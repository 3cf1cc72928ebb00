//! Presigned URLs for the S3 bucket holding images and book content.

use std::time::Duration;

use async_trait::async_trait;
use aws_config::BehaviorVersion;
use aws_sdk_s3::Client;
use aws_sdk_s3::config::Region;
use aws_sdk_s3::presigning::PresigningConfig;
use common::Context;
use domain::StorageClient;
use domain::deadline::bounded;

use crate::error::{IntegrationError, Result};

/// Lifetime of every presigned URL.
pub const PRESIGNED_URL_EXPIRY: Duration = Duration::from_secs(15 * 60);

/// Storage client that presigns `GetObject` and `PutObject` requests.
#[derive(Clone)]
pub struct S3StorageClient {
    client: Client,
    bucket: String,
    expiry: Duration,
}

impl S3StorageClient {
    /// Loads AWS credentials from the environment and builds the client.
    ///
    /// A custom `endpoint` (LocalStack, MinIO) switches to path-style
    /// addressing.
    pub async fn from_env(region: &str, bucket: impl Into<String>, endpoint: Option<&str>) -> Self {
        let shared = aws_config::defaults(BehaviorVersion::latest())
            .region(Region::new(region.to_string()))
            .load()
            .await;

        let mut builder = aws_sdk_s3::config::Builder::from(&shared);
        if let Some(endpoint) = endpoint {
            builder = builder.endpoint_url(endpoint).force_path_style(true);
        }

        Self::new(Client::from_conf(builder.build()), bucket, PRESIGNED_URL_EXPIRY)
    }

    pub fn new(client: Client, bucket: impl Into<String>, expiry: Duration) -> Self {
        Self {
            client,
            bucket: bucket.into(),
            expiry,
        }
    }

    fn presigning(&self) -> Result<PresigningConfig> {
        PresigningConfig::expires_in(self.expiry).map_err(|e| IntegrationError::Storage(e.to_string()))
    }

    async fn presign_get(&self, key: &str) -> Result<String> {
        let request = self
            .client
            .get_object()
            .bucket(&self.bucket)
            .key(key)
            .presigned(self.presigning()?)
            .await
            .map_err(|e| IntegrationError::Storage(e.to_string()))?;
        Ok(request.uri().to_string())
    }

    async fn presign_put(&self, key: &str) -> Result<String> {
        let request = self
            .client
            .put_object()
            .bucket(&self.bucket)
            .key(key)
            .presigned(self.presigning()?)
            .await
            .map_err(|e| IntegrationError::Storage(e.to_string()))?;
        Ok(request.uri().to_string())
    }
}

#[async_trait]
impl StorageClient for S3StorageClient {
    async fn generate_get_presigned_url(&self, ctx: &Context, key: &str) -> domain::Result<String> {
        bounded(ctx, "s3.presign_get", async { Ok(self.presign_get(key).await?) }).await
    }

    async fn generate_put_presigned_url(&self, ctx: &Context, key: &str) -> domain::Result<String> {
        bounded(ctx, "s3.presign_put", async { Ok(self.presign_put(key).await?) }).await
    }
}

#[cfg(test)]
mod tests {
    use aws_sdk_s3::config::Credentials;

    use super::*;

    fn client() -> S3StorageClient {
        let config = aws_sdk_s3::Config::builder()
            .behavior_version(BehaviorVersion::latest())
            .region(Region::new("us-east-1"))
            .credentials_provider(Credentials::new("AKIDTEST", "secret", None, None, "test"))
            .endpoint_url("http://localhost:4566")
            .force_path_style(true)
            .build();
        S3StorageClient::new(Client::from_conf(config), "books", Duration::from_secs(600))
    }

    #[tokio::test]
    async fn test_get_url_is_signed_for_key() {
        let url = client()
            .generate_get_presigned_url(&Context::new(), "content/book-1.pdf")
            .await
            .unwrap();

        assert!(url.starts_with("http://localhost:4566/books/content/book-1.pdf?"), "{url}");
        assert!(url.contains("X-Amz-Signature="));
        assert!(url.contains("X-Amz-Expires=600"));
    }

    #[tokio::test]
    async fn test_put_url_differs_from_get_url() {
        let client = client();
        let ctx = Context::new();
        let get = client.generate_get_presigned_url(&ctx, "img-1").await.unwrap();
        let put = client.generate_put_presigned_url(&ctx, "img-1").await.unwrap();

        assert!(put.contains("/books/img-1?"));
        assert_ne!(get, put);
    }
}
⁂
PROBLEM DETAILS:
From the listing above, determine how many lines contain "contains", then write only that number.

RESPONSE:
3